Find the line holding "inner.state.last_error = Some(err.clone());" in the entries below. Give it again exactly, along with every line after it up to and including the line holding "Retry after a".

BEGIN

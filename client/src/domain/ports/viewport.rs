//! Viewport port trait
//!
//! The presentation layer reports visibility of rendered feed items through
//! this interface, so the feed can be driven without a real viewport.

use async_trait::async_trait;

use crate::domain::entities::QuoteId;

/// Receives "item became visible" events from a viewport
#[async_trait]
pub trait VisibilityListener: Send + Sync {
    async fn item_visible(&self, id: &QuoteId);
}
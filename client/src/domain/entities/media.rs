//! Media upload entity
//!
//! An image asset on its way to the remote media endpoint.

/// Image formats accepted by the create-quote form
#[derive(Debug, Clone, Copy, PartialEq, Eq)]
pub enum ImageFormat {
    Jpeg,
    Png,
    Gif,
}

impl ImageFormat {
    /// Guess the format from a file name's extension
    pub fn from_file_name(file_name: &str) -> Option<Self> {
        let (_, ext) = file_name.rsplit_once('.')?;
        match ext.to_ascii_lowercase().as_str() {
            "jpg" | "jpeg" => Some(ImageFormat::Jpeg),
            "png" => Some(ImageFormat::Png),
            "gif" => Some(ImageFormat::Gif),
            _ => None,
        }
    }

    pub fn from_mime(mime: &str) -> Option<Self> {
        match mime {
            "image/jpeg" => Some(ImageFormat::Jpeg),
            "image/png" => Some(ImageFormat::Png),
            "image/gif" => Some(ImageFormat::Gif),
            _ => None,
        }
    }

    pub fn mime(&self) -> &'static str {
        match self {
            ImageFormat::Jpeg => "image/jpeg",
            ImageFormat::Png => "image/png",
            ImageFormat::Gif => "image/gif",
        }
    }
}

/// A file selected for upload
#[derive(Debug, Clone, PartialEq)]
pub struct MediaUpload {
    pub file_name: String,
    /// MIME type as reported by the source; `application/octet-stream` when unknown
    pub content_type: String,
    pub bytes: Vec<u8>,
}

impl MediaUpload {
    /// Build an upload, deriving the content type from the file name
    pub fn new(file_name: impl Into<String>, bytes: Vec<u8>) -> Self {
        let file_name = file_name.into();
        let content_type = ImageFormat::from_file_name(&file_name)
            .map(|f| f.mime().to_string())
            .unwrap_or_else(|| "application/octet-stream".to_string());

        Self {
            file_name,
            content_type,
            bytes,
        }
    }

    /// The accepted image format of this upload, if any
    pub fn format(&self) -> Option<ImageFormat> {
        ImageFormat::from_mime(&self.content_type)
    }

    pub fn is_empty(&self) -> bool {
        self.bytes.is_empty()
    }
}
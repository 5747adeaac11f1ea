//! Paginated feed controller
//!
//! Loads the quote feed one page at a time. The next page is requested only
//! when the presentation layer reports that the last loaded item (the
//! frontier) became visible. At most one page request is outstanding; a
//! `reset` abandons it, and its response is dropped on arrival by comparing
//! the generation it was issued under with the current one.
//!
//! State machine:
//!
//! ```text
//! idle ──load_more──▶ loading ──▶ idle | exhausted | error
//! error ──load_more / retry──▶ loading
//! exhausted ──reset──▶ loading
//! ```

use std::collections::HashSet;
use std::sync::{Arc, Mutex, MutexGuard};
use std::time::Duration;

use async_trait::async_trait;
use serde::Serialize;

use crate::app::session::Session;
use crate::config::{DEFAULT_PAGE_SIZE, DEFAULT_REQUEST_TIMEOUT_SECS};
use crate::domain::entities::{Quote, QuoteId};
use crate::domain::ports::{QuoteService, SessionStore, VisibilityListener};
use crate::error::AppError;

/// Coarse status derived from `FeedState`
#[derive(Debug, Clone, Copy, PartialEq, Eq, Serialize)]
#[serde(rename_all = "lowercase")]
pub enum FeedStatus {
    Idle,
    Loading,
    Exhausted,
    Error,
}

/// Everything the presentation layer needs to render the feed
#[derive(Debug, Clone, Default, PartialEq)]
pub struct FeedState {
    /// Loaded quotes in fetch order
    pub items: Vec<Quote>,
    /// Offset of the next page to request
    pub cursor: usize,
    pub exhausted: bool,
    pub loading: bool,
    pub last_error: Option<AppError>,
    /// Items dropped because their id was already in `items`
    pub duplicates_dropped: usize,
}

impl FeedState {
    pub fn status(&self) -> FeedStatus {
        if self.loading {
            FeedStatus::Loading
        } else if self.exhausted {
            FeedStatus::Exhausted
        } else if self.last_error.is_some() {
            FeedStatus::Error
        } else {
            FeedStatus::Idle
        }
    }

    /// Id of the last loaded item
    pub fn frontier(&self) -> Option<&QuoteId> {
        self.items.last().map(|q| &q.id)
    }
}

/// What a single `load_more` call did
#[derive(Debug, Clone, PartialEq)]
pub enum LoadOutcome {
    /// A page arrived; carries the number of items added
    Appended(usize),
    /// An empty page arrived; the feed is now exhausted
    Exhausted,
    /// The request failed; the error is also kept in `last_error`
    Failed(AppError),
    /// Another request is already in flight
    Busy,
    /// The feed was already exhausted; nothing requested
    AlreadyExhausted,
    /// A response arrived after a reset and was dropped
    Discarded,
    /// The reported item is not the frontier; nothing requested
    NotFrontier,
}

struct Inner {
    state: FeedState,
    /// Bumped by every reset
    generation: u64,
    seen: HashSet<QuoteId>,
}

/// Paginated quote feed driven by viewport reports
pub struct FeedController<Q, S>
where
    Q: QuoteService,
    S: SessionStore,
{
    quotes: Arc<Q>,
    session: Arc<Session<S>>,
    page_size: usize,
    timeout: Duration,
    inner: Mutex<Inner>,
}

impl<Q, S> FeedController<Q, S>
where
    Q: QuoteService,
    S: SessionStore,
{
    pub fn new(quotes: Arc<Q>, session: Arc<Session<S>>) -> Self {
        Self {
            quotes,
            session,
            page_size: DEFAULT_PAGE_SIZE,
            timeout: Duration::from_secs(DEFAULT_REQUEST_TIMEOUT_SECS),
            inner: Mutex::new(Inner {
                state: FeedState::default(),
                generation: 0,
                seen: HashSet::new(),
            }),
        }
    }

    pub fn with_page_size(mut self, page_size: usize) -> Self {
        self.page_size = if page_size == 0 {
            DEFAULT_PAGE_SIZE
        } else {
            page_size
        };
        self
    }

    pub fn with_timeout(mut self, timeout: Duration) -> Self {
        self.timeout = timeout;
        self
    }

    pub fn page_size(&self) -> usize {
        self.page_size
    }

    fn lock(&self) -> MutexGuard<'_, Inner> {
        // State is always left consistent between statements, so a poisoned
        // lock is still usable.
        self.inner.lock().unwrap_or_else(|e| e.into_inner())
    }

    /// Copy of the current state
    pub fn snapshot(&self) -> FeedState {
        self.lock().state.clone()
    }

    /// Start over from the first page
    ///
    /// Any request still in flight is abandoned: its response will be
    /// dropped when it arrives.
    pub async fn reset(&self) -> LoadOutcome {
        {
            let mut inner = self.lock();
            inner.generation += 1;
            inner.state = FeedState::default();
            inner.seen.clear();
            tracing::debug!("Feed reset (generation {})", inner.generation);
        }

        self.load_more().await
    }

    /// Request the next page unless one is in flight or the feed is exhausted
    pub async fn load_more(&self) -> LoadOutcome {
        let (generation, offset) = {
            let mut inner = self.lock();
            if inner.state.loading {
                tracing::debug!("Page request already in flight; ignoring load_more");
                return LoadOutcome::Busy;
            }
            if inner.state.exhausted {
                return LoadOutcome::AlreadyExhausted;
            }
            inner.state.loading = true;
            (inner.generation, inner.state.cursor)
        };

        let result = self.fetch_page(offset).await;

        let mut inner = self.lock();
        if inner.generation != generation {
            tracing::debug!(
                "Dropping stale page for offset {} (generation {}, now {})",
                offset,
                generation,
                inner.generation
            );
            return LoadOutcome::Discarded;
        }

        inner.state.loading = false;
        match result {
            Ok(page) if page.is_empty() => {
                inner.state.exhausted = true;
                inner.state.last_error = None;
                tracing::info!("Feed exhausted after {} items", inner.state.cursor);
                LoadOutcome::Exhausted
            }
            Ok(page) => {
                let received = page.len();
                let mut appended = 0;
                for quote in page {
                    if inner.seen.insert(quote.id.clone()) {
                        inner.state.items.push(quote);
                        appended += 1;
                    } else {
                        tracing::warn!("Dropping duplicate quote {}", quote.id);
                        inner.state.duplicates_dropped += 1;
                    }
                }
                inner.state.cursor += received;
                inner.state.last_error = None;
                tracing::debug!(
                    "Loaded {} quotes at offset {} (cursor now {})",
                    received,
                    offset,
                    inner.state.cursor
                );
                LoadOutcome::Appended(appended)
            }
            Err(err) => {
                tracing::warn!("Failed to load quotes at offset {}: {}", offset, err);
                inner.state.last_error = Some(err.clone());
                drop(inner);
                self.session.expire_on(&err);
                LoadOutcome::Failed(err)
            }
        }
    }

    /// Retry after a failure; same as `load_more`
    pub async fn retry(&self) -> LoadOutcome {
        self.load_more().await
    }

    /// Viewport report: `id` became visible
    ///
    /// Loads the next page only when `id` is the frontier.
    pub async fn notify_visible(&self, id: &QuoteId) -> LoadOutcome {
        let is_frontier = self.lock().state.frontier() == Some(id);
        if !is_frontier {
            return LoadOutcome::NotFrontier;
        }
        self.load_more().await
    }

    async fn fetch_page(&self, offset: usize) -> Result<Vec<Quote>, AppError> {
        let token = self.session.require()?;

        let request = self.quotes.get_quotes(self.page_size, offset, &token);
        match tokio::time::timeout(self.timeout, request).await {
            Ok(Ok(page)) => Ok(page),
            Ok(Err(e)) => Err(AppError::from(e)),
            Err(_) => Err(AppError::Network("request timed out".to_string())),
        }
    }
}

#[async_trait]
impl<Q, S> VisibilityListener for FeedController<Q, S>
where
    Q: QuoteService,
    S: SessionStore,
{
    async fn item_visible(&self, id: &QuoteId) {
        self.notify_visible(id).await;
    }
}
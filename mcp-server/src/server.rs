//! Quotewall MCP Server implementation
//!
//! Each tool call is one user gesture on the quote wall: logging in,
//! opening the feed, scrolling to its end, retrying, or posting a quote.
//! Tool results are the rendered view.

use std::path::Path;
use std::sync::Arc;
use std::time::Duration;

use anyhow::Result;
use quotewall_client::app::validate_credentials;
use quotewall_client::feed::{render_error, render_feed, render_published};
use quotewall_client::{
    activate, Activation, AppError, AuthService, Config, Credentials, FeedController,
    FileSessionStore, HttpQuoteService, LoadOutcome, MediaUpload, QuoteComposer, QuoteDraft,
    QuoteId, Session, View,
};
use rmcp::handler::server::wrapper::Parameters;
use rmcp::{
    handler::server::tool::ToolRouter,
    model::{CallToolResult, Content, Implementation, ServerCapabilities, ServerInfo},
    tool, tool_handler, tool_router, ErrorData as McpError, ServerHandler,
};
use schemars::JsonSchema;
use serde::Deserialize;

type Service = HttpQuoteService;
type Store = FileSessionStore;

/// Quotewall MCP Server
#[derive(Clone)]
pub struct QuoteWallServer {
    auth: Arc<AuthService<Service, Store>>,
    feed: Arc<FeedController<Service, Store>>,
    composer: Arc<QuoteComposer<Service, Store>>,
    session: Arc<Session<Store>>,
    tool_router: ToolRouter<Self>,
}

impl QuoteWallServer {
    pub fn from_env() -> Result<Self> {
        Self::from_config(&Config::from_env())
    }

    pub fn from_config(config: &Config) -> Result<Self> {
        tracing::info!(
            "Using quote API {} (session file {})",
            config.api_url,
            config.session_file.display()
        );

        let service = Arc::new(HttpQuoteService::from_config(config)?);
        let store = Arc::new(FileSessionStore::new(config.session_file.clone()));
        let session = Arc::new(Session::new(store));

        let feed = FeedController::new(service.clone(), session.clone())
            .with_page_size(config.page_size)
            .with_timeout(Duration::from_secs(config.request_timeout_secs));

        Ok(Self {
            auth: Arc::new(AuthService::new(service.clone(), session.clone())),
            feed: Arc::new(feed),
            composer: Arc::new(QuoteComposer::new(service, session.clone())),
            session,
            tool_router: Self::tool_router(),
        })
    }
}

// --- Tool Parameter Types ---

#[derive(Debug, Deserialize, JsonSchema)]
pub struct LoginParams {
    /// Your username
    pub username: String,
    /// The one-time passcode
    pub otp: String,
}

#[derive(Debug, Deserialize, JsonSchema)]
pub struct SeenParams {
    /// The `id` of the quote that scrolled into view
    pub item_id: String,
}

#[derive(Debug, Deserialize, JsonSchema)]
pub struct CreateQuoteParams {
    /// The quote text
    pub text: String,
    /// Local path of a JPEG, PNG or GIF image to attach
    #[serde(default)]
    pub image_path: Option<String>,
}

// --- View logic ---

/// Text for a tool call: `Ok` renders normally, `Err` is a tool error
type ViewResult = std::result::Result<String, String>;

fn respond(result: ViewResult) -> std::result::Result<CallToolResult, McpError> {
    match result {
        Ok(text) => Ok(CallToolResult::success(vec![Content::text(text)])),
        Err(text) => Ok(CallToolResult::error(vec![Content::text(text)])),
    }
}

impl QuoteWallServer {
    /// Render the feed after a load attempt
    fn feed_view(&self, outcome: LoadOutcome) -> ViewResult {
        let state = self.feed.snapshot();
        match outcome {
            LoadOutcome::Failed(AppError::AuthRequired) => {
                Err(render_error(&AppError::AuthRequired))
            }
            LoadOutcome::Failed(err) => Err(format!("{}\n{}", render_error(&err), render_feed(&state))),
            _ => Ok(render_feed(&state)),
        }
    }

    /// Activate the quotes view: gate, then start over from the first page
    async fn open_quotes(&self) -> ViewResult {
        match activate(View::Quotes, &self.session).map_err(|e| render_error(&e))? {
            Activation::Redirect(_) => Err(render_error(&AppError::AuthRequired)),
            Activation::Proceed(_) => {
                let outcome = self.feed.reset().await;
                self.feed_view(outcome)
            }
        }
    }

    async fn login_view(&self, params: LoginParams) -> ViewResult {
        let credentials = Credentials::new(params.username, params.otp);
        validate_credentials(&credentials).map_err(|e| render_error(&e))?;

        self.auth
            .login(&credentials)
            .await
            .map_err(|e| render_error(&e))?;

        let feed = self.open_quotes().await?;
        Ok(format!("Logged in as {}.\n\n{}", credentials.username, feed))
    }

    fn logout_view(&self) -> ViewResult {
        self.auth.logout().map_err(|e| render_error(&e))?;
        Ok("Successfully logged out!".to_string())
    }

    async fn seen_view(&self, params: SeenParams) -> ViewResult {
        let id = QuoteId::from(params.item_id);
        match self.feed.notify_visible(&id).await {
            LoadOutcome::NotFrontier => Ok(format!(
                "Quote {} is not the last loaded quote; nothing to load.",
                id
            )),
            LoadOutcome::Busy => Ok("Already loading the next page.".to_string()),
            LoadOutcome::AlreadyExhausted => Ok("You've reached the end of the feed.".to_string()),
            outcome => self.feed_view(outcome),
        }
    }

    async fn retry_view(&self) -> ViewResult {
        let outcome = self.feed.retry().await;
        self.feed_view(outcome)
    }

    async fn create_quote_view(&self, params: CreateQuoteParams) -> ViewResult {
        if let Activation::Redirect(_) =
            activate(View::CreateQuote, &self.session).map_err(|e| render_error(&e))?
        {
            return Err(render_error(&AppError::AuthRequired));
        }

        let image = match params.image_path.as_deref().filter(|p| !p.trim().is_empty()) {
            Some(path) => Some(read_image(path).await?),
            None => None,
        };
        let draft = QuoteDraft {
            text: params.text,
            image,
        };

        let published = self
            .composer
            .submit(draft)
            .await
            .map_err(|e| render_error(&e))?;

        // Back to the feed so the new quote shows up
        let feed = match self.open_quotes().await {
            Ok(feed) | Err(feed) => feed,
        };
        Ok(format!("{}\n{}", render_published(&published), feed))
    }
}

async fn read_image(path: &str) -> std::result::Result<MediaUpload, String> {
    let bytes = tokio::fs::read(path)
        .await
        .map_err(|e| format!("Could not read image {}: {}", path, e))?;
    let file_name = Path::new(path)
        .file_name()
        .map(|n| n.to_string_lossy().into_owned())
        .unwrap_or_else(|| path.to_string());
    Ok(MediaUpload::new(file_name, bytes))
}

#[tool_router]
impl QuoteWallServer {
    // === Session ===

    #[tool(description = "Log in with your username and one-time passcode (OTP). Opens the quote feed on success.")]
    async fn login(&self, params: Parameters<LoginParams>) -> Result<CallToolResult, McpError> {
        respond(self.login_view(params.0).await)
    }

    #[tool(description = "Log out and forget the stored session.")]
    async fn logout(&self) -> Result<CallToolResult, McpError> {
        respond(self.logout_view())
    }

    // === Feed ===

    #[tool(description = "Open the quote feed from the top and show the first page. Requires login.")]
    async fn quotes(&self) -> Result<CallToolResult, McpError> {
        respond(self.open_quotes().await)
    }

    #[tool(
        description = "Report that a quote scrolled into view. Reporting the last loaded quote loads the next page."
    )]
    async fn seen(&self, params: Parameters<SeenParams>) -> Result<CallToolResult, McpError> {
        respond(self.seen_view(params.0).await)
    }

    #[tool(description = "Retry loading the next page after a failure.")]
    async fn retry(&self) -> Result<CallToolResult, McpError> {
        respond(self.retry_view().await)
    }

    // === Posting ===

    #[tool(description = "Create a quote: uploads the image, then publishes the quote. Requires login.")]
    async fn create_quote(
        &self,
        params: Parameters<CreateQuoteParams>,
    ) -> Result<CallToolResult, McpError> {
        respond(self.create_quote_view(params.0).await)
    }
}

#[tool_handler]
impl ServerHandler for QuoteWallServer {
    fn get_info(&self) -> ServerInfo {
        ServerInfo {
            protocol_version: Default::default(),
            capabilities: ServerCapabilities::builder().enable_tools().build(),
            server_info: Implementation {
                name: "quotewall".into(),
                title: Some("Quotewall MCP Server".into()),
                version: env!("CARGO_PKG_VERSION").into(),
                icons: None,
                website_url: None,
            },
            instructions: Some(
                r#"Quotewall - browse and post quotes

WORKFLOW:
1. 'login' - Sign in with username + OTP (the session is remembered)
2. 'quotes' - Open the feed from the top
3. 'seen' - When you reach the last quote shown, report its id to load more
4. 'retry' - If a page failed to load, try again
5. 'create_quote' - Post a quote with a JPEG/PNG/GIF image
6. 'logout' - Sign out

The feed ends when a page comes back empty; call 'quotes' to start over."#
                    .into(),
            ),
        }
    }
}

END

» **Result of the exercise**
                inner.state.last_error = Some(err.clone());
                drop(inner);
                self.session.expire_on(&err);
                LoadOutcome::Failed(err)
            }
        }
    }

    /// Retry after a failure; same as `load_more`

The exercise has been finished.